:: DATA IN THIS EXERCISE
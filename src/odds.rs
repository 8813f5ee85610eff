// src/odds.rs
// Composite "odds enhancer" score: one number and a letter grade per zone.

use serde::{Deserialize, Serialize};
use std::fmt;

use crate::context::{CompressionQuality, CompressionResult, InducementResult};
use crate::zones::{MplResult, ValidationResult};

pub const MAX_ODDS_SCORE: f64 = 10.0;

#[derive(Debug, Clone, Copy, PartialEq, Eq, PartialOrd, Ord, Hash, Serialize, Deserialize)]
pub enum Grade {
    F,
    D,
    C,
    B,
    A,
    #[serde(rename = "A+")]
    APlus,
}

impl Grade {
    pub fn from_score(score: f64) -> Self {
        if score >= 9.0 {
            Grade::APlus
        } else if score >= 8.0 {
            Grade::A
        } else if score >= 6.5 {
            Grade::B
        } else if score >= 5.0 {
            Grade::C
        } else if score >= 3.0 {
            Grade::D
        } else {
            Grade::F
        }
    }
}

impl fmt::Display for Grade {
    fn fmt(&self, f: &mut fmt::Formatter<'_>) -> fmt::Result {
        let s = match self {
            Grade::APlus => "A+",
            Grade::A => "A",
            Grade::B => "B",
            Grade::C => "C",
            Grade::D => "D",
            Grade::F => "F",
        };
        f.write_str(s)
    }
}

#[derive(Debug, Clone, Copy, PartialEq, Serialize, Deserialize)]
#[serde(rename_all = "camelCase")]
pub struct OddsScore {
    pub total_score: f64,
    pub grade: Grade,
}

/// Everything the aggregator weighs for one zone.
#[derive(Debug, Clone, Copy)]
pub struct OddsFactors<'a> {
    pub test_count: u32,
    pub hierarchy_level: u8,
    pub validation: &'a ValidationResult,
    pub confirmation_score: i32,
    pub has_combo: bool,
    pub compression: Option<&'a CompressionResult>,
    pub inducement: Option<&'a InducementResult>,
    pub mpl: Option<&'a MplResult>,
}

pub trait OddsCalculator: Send + Sync {
    fn calculate_odds_enhancers(&self, factors: &OddsFactors<'_>) -> OddsScore;
}

#[derive(Debug, Clone, Copy, Default)]
pub struct WeightedOddsCalculator;

impl WeightedOddsCalculator {
    fn freshness(test_count: u32) -> f64 {
        match test_count {
            0 => 2.0,
            1 => 1.5,
            2 => 1.0,
            _ => 0.0,
        }
    }

    fn hierarchy(level: u8) -> f64 {
        match level {
            1 => 1.5,
            2 => 1.0,
            3 => 0.5,
            _ => 0.0,
        }
    }
}

impl OddsCalculator for WeightedOddsCalculator {
    fn calculate_odds_enhancers(&self, f: &OddsFactors<'_>) -> OddsScore {
        if !f.validation.is_valid {
            return OddsScore { total_score: 0.0, grade: Grade::F };
        }

        let mut score = Self::freshness(f.test_count)
            + f.validation.confidence * 2.0
            + Self::hierarchy(f.hierarchy_level)
            + (f.confirmation_score.clamp(0, 6) as f64 / 6.0) * 2.0;

        if f.has_combo {
            score += 1.0;
        }
        score += match f.compression.map(|c| c.quality) {
            Some(CompressionQuality::Excellent) => 1.0,
            Some(CompressionQuality::Good) => 0.7,
            Some(CompressionQuality::Moderate) => 0.4,
            None => 0.0,
        };
        score += match f.inducement {
            Some(i) if i.has_inducement && i.reversal_confirmed => 1.0,
            Some(i) if i.has_inducement => 0.5,
            _ => 0.0,
        };
        if let Some(mpl) = f.mpl {
            score += mpl.quality_score / 100.0 * 0.5;
        }

        let total_score = score.min(MAX_ODDS_SCORE);
        OddsScore { total_score, grade: Grade::from_score(total_score) }
    }
}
::::
◆ WORK TASK:
Transcribe the entries above word for word, from the first line through the line containing "pub const MAX_ODDS_SCORE: f64 = 10.0;", and nothing else.

◆ OUTPUT:
filename src/odds.rs
repository 8813f5ee85610eff
// src/odds.rs
// Composite "odds enhancer" score: one number and a letter grade per zone.

use serde::{Deserialize, Serialize};
use std::fmt;

use crate::context::{CompressionQuality, CompressionResult, InducementResult};
use crate::zones::{MplResult, ValidationResult};

pub const MAX_ODDS_SCORE: f64 = 10.0;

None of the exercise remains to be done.